+++ Information supplied

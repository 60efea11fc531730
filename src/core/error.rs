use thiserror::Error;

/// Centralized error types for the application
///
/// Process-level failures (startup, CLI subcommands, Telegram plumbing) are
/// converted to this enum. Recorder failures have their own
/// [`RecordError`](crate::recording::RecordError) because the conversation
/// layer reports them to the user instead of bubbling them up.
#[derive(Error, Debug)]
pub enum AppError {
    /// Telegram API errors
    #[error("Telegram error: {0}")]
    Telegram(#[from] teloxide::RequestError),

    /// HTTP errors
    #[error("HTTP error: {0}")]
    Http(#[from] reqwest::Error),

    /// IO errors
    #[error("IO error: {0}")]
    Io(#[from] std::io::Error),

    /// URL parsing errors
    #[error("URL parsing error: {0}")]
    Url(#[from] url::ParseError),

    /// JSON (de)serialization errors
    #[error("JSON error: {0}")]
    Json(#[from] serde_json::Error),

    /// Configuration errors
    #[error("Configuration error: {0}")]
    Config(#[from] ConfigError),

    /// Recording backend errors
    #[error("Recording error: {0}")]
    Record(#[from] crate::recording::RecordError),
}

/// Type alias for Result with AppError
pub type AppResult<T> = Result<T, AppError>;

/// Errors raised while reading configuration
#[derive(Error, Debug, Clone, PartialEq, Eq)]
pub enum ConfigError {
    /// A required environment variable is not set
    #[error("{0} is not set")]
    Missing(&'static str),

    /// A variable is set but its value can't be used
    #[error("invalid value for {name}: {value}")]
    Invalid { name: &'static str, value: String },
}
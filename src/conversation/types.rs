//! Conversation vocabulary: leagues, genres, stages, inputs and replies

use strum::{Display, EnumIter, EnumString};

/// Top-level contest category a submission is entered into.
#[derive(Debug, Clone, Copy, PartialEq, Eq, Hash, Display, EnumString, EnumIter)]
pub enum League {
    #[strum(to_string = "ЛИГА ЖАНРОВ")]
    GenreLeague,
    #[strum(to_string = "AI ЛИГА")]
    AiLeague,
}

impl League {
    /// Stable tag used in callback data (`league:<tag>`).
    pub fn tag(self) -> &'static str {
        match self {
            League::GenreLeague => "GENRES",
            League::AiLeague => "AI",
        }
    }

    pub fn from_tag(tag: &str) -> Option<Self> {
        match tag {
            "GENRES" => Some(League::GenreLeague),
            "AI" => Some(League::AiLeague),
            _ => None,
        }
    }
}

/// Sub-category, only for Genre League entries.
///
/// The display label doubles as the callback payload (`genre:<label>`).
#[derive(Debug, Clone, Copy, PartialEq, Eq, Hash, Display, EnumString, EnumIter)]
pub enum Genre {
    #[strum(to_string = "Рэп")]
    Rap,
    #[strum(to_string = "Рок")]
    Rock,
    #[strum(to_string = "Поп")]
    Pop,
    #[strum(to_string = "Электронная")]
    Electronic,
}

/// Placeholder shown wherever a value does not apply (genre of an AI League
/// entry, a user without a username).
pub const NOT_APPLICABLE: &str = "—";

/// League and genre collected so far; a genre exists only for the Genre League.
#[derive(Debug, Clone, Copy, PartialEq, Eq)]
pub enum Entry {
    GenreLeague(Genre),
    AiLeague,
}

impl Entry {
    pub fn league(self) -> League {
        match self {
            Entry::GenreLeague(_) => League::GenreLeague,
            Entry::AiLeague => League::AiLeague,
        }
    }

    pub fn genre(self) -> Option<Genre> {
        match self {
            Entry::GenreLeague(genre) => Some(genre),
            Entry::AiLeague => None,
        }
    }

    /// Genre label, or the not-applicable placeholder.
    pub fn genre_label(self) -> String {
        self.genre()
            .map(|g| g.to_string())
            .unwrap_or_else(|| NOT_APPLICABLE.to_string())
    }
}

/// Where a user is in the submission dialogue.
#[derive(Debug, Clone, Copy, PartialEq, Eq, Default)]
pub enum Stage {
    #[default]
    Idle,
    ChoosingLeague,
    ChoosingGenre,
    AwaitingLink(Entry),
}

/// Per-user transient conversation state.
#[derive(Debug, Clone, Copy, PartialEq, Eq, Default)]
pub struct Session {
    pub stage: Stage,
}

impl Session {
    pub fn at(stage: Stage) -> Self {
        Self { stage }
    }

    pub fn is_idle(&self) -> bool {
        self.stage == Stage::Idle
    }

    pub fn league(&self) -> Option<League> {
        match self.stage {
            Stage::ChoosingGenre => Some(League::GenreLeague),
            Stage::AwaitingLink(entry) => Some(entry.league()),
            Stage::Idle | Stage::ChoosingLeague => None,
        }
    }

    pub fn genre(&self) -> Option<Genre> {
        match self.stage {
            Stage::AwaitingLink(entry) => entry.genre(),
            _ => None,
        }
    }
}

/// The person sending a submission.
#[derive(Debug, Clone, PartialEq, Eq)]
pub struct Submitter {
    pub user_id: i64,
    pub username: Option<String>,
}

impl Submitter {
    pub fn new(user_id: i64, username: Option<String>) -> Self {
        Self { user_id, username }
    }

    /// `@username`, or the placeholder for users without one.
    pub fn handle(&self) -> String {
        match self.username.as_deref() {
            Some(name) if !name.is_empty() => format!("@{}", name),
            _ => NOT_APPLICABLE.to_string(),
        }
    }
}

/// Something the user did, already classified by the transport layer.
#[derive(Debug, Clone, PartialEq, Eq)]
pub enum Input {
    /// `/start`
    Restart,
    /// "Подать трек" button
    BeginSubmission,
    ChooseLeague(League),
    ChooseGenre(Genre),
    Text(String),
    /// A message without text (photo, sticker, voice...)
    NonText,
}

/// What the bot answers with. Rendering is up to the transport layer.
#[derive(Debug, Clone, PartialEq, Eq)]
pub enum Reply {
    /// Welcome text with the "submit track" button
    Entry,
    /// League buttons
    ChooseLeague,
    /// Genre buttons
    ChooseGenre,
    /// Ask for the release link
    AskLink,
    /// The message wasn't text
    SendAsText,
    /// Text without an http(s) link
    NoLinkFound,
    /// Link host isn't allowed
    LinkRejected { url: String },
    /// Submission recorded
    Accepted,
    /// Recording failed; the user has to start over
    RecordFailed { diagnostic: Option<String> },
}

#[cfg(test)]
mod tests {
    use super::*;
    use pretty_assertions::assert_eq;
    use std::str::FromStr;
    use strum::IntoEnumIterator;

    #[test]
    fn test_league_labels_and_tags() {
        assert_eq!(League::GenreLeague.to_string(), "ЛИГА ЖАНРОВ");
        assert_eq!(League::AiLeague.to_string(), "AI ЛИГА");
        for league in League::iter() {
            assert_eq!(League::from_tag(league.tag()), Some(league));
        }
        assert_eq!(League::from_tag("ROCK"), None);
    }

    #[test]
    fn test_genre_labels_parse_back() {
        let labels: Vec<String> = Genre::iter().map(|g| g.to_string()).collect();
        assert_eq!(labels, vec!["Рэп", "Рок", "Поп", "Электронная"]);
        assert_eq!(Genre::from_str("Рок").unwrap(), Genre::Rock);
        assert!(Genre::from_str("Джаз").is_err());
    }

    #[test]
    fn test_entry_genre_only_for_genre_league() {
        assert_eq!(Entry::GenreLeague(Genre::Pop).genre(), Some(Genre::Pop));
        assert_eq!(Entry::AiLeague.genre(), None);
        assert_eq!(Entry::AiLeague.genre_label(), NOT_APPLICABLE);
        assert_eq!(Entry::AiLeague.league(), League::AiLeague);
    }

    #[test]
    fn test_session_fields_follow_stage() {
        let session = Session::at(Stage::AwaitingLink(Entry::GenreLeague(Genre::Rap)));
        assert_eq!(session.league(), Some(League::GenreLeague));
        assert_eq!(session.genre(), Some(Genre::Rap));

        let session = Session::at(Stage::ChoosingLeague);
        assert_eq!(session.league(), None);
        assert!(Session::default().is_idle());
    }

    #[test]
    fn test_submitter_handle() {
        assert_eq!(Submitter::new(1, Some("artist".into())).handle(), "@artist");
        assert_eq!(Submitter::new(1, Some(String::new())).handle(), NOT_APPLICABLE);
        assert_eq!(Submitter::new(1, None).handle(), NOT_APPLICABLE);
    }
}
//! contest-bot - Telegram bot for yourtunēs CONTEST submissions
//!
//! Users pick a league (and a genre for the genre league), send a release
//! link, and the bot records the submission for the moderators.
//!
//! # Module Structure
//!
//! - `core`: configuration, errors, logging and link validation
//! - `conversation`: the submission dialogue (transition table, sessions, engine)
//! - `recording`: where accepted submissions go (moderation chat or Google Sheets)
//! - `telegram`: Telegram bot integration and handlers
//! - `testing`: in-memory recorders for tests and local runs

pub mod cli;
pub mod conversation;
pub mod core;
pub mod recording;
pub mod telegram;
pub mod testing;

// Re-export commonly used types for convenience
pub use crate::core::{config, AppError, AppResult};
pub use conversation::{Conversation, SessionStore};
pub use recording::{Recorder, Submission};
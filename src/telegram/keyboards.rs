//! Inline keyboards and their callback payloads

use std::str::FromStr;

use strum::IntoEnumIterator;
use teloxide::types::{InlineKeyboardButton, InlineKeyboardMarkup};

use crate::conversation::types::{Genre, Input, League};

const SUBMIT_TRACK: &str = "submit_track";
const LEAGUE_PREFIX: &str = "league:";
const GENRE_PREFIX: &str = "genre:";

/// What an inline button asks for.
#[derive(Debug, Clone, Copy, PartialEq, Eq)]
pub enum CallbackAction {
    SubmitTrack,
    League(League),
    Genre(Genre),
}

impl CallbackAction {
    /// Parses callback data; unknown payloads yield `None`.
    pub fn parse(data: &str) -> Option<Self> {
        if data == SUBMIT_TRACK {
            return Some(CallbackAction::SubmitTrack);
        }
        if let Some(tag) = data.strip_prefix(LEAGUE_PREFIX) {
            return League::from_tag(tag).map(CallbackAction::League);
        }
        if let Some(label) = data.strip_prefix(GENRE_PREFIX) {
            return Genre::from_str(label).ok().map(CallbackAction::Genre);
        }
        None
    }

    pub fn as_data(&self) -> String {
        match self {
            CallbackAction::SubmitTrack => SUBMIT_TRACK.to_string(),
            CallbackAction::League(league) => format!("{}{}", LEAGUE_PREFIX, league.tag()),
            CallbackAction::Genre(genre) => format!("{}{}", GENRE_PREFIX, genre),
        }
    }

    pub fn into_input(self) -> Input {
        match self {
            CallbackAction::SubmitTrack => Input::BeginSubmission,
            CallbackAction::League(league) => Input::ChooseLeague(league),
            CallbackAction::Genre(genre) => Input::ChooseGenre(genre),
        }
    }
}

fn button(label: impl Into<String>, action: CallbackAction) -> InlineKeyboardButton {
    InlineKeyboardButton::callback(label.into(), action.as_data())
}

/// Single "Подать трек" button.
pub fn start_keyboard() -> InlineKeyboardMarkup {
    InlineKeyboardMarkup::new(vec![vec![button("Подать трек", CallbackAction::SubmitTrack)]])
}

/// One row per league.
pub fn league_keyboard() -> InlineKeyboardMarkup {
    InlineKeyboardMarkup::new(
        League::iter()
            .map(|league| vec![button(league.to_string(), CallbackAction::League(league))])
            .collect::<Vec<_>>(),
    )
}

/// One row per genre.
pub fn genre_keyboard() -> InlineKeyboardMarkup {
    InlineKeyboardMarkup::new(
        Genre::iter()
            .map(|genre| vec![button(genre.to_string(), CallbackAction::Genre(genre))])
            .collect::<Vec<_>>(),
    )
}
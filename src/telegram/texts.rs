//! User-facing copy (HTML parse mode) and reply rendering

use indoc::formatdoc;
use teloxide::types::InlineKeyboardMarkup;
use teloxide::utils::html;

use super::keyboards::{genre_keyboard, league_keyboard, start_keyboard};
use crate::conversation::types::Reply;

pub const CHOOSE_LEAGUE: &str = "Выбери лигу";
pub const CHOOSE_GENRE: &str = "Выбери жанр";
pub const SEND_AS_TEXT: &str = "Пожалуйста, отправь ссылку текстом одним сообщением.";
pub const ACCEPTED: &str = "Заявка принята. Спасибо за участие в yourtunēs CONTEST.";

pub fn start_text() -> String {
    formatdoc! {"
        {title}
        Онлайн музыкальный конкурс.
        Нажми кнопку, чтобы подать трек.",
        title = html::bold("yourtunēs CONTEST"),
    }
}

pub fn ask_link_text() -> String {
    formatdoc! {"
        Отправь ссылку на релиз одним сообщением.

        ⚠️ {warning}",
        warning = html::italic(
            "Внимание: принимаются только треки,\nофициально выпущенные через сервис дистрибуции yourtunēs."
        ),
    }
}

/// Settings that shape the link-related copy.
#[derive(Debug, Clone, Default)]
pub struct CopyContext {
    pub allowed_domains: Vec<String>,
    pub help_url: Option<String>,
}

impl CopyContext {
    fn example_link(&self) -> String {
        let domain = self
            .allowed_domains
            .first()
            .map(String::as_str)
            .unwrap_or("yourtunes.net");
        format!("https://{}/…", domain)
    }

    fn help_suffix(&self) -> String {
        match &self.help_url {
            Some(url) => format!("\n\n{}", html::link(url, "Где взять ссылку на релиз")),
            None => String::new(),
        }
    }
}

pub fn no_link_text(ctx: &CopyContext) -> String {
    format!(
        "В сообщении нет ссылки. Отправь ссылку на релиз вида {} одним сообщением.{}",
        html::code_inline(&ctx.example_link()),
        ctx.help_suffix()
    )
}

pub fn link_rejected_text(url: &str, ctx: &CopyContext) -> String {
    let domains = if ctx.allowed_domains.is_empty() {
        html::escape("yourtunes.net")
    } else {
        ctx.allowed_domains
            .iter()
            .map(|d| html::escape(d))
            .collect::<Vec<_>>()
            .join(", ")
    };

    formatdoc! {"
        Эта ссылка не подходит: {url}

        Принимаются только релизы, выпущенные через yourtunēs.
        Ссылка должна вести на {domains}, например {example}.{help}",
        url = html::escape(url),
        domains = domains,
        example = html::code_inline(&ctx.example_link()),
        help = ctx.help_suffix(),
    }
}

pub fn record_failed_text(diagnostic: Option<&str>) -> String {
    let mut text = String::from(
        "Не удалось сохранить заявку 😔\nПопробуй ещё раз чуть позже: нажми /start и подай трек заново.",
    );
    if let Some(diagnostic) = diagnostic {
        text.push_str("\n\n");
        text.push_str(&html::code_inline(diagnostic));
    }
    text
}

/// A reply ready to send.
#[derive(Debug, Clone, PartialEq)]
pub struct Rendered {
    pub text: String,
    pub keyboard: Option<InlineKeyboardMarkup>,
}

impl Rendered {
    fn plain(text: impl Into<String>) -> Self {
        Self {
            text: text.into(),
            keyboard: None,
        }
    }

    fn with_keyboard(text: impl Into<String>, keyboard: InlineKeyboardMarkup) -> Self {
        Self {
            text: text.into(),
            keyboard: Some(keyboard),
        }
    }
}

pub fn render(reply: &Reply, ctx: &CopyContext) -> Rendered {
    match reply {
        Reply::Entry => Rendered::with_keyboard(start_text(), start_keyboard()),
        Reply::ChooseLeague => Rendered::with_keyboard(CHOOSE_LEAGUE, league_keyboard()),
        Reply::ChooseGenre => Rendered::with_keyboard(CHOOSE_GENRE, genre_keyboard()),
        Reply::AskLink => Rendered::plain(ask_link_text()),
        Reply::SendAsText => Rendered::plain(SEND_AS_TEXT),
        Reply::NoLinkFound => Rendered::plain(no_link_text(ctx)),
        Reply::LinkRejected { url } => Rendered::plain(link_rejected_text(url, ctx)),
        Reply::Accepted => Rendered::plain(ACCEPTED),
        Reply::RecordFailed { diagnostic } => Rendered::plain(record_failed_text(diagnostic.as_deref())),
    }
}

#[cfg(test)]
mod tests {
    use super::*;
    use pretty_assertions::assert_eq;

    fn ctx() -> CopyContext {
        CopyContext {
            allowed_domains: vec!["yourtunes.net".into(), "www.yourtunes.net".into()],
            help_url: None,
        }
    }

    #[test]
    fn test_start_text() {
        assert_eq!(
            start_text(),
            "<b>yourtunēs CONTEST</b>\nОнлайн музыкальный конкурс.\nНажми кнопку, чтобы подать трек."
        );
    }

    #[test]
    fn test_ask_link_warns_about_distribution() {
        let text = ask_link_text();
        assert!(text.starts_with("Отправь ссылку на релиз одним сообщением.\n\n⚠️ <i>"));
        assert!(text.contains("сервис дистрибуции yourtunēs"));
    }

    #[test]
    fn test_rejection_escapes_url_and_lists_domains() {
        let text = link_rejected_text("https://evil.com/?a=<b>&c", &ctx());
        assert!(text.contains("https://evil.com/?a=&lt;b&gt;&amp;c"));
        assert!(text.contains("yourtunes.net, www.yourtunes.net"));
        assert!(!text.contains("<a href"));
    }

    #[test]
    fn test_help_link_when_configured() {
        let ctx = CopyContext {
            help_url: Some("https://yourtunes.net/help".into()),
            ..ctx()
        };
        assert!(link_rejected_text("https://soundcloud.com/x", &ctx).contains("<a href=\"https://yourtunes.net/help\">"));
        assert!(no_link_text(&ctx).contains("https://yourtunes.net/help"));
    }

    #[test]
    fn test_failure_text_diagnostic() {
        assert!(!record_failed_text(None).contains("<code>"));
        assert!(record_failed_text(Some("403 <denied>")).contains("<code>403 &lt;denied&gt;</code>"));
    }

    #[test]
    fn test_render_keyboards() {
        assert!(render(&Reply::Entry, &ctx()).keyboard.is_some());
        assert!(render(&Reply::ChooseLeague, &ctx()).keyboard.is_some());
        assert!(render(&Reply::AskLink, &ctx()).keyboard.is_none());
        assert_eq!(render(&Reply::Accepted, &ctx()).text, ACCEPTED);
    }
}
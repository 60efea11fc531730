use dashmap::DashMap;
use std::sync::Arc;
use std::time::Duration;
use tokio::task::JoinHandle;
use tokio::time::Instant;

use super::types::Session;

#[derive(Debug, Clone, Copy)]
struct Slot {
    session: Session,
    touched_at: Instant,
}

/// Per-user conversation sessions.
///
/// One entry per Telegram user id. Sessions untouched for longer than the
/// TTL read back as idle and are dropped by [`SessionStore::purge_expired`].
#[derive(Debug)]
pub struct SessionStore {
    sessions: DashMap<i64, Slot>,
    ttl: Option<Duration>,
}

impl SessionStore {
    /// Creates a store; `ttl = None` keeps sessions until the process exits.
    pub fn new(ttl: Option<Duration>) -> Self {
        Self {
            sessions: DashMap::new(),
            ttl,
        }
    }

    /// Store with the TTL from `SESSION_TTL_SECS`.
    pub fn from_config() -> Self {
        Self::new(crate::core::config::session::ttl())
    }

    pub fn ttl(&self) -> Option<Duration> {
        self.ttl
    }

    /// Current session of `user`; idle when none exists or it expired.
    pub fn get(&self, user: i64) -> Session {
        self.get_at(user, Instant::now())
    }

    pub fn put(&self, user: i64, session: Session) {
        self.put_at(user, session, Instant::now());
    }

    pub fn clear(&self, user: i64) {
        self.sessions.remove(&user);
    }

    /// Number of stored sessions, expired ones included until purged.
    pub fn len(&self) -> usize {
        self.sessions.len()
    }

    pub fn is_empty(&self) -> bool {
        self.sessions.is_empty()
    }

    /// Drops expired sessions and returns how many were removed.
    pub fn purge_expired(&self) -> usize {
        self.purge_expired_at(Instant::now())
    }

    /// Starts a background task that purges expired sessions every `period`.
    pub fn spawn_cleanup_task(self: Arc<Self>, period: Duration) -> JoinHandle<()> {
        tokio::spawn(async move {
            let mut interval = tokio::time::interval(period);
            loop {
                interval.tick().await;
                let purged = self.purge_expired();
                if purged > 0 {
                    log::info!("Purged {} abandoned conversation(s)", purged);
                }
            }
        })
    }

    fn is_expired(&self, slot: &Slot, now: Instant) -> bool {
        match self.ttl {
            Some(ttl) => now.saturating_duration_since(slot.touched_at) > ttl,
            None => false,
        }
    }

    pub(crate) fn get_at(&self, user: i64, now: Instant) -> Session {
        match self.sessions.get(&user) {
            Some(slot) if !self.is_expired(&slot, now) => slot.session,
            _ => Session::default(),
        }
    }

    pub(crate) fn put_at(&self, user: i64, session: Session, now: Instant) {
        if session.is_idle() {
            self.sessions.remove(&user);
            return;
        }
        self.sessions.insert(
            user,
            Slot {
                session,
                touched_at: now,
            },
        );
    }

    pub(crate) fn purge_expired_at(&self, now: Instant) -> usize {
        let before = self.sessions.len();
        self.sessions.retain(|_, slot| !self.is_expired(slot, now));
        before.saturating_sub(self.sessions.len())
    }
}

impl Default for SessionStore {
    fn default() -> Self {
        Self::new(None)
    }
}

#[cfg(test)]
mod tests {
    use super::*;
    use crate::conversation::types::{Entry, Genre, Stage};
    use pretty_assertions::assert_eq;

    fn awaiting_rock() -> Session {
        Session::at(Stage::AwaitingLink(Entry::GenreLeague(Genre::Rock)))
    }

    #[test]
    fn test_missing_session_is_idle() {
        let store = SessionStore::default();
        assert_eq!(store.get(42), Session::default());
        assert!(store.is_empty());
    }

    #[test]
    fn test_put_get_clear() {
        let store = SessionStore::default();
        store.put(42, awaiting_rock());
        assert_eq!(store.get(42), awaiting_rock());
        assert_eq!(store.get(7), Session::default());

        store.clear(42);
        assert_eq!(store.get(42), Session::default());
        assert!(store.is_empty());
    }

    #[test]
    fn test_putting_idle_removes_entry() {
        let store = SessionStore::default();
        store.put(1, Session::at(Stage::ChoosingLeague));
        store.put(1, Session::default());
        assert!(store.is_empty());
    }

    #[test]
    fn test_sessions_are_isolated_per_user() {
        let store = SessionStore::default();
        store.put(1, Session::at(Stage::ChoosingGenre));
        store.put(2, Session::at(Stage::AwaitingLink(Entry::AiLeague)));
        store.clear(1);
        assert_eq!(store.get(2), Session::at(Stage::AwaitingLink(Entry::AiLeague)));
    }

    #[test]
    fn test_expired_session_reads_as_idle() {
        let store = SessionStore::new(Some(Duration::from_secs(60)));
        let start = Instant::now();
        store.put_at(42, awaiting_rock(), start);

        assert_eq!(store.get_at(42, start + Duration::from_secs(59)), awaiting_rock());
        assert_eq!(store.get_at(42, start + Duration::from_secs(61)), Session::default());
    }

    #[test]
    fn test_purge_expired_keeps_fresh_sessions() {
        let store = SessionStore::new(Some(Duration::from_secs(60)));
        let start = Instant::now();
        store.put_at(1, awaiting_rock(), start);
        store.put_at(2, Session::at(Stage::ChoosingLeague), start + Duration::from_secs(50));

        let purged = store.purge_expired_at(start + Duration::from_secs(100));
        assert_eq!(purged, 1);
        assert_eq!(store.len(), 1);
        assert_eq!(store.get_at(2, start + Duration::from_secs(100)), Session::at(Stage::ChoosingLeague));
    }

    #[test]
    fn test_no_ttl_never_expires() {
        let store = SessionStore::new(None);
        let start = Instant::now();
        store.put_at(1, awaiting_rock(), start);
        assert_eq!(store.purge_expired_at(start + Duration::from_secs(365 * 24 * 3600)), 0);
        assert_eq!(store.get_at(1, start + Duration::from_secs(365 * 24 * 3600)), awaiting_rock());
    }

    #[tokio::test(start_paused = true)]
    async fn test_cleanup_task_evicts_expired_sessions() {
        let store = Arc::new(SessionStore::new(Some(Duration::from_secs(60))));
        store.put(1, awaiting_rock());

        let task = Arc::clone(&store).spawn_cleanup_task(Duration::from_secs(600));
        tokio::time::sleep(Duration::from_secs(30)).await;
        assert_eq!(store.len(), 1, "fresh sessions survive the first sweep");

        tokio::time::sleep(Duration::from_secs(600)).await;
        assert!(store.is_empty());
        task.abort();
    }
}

++++++

Beginning of the records through the line with "pub enum AppError": return that span exactly and stop there.

▶ [Answer section]
repository 60efea11fc531730
filename src/core/error.rs
use thiserror::Error;

/// Centralized error types for the application
///
/// Process-level failures (startup, CLI subcommands, Telegram plumbing) are
/// converted to this enum. Recorder failures have their own
/// [`RecordError`](crate::recording::RecordError) because the conversation
/// layer reports them to the user instead of bubbling them up.
#[derive(Error, Debug)]
pub enum AppError {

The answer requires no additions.